═════ DATASET EXTRACT ═════
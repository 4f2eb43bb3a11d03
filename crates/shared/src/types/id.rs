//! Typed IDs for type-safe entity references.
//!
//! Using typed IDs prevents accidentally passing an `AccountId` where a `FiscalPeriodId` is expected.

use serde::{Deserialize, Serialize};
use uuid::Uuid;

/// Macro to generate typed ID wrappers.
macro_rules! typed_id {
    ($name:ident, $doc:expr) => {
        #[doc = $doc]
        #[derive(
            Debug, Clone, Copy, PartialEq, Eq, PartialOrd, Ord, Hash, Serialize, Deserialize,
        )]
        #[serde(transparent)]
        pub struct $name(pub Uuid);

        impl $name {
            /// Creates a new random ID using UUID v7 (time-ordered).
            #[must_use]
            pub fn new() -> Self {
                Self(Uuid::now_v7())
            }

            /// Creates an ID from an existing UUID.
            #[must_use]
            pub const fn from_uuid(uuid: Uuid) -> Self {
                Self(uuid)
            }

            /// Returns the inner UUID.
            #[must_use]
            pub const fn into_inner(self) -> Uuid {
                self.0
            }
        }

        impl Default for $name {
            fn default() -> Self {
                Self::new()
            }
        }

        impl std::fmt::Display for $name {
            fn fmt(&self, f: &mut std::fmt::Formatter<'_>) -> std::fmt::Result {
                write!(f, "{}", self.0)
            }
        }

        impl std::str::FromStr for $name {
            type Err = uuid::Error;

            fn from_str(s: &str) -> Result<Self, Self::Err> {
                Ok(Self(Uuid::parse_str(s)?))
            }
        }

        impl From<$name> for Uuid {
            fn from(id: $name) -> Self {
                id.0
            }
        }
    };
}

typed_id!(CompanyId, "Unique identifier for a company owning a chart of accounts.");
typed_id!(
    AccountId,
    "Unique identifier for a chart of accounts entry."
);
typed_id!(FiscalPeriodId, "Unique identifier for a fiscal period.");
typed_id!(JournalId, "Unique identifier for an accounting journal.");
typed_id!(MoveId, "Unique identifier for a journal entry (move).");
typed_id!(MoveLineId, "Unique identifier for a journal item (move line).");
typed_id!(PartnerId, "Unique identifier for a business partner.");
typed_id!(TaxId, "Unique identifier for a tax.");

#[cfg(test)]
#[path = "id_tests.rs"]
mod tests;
═════
═════ DATASET EXTRACT ═════
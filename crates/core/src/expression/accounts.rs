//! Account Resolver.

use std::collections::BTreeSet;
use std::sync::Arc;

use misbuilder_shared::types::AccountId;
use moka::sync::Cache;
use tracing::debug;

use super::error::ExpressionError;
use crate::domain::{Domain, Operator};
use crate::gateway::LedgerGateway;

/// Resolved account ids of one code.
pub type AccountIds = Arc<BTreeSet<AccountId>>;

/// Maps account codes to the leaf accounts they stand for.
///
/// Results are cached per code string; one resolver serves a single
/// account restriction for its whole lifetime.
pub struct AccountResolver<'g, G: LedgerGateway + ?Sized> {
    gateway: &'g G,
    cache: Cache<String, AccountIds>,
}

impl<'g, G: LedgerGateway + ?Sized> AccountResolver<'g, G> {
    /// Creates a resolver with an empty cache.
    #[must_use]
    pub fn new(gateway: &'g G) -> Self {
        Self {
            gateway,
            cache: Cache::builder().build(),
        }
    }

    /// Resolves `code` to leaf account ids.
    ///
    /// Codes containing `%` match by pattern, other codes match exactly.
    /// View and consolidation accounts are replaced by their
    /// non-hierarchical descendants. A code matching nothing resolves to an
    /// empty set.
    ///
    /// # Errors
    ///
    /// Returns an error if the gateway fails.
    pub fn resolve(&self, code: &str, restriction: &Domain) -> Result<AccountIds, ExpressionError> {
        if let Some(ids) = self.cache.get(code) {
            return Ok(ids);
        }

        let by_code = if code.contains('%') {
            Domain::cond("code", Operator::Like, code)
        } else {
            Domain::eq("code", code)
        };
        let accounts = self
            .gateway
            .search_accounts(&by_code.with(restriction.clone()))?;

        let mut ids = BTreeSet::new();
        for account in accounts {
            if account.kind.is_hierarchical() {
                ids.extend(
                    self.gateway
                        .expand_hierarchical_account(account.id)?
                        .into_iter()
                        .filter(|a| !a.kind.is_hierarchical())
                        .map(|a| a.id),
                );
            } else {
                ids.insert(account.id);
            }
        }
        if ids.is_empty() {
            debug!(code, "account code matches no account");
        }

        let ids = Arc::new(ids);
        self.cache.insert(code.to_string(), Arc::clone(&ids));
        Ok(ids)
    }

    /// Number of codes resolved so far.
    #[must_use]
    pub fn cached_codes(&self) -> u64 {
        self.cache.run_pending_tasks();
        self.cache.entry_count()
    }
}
═════
WORK INSTRUCTION >> Only lines containing the string "insert" belong in the answer; find them in the data above and copy them.

EXERCISE SOLUTION >>
                ids.insert(account.id);
        self.cache.insert(code.to_string(), Arc::clone(&ids));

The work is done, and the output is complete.